While the lawsuits in Prairie Grove and other small farming communities in Kentucky and Mississippi focus on airborne arsenic carried by dust from fields fertilized with chicken litter, other experts are far more concerned with the long term effects of the arsenic contamination of soils and groundwater.

For example 338,679 tons of litter is produced annually in Maryland. More than 76% (258,081 tons) comes from the four Lower Shore counties. On the Delmarva Peninsula 20 to 50 metric tons of arsenic are added to the environment annually by chicken farmers.

Cancer rates on the Lower Shore are among the highest in Maryland, far exceeding national averages of 206 per 100,000.

Somerset County has one of the highest cancer death rates (267 cases for every 100,000 people) in America. Wicomico and Worcester counties also exceeded national and state averages (233 deaths and 229 deaths, respectively, per 100,000 people.)

According to John Vandiver in the Salisbury, MD Daily Times, the National Academy determined that enough evidence existed to draw the conclusion that arsenic rates commonly found in the country's water supply were enough to lead to some forms of cancer. The findings came at a time when President Bush was working to repeal a Clinton administration proposal to reduce the allowable amount of arsenic in drinking water from 50 micrograms per liter to 10 micrograms per liter, which is the health standard used by the European Union and World Health Organization.

Dr. Ellen Silbergeld, a researcher from the Johns Hopkins School of Public Health, said "We're trying to do everything we can to get levels lower in drinking water at very great cost, and yet we're deliberately adding it to chicken."

The poultry industry's practice of using arsenic compounds is "an issue everybody is trying to pretend doesn't exist.The arsenicals are there. Are they significant amounts? That's the issue."

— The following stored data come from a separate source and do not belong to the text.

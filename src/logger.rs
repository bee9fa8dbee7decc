use std::fs::OpenOptions;
use std::io::Write;
use chrono::Utc;

/// Append one line per chat request to the request log.
/// The log is an operator convenience, a write failure never fails the request.
pub fn log_request(outcome: &str, model: &str, elapsed_ms: u128) {

    // Use /app/requests.log in Docker, ./requests.log locally
    let log_path = std::env::var("LOG_PATH")
        .unwrap_or_else(|_| "./requests.log".to_string());

    let line = format!(
        "{} | {:14} | {:30} | {:6} ms\n",
        Utc::now().format("%Y-%m-%d %H:%M:%S"),
        outcome,
        model,
        elapsed_ms
    );

    match OpenOptions::new().create(true).append(true).open(&log_path) {
        Ok(mut file) => {
            let _ = file.write_all(line.as_bytes());
        }
        Err(e) => eprintln!("Failed to write to log file {}: {}", log_path, e),
    }

}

Silbergeld says using chicken litter as an alternative energy source could be dangerous. "If the levels of arsenic in waste are significant, burning it would be the worst thing to do," she said.

"Arsenic acted as a growth stimulant in chickens-develops the meat faster-and since then, the poultry industry has gone wild using this ingredient," says Donald Herman, a Mississippi agricultural consultant and former Environmental Protection Agency researcher who has studied this use of arsenic for a decade. "And they've tried everything to refrain it from becoming public knowledge."

Researchers found not only elevated levels of organic arsenic in chicken meat, they found elevated levels of the highly toxic inorganic form typically used only in insecticides and weed killers. They warned cooking the muscles of these animals may create additional toxic arsenic by-products.

The good news is no arsenic was found in organically raised chickens. USDA standards do not allow arsenic in organic-chicken feed. So find a source for organic chicken, and listen to grandma-and Mother Nature. Bon apetite.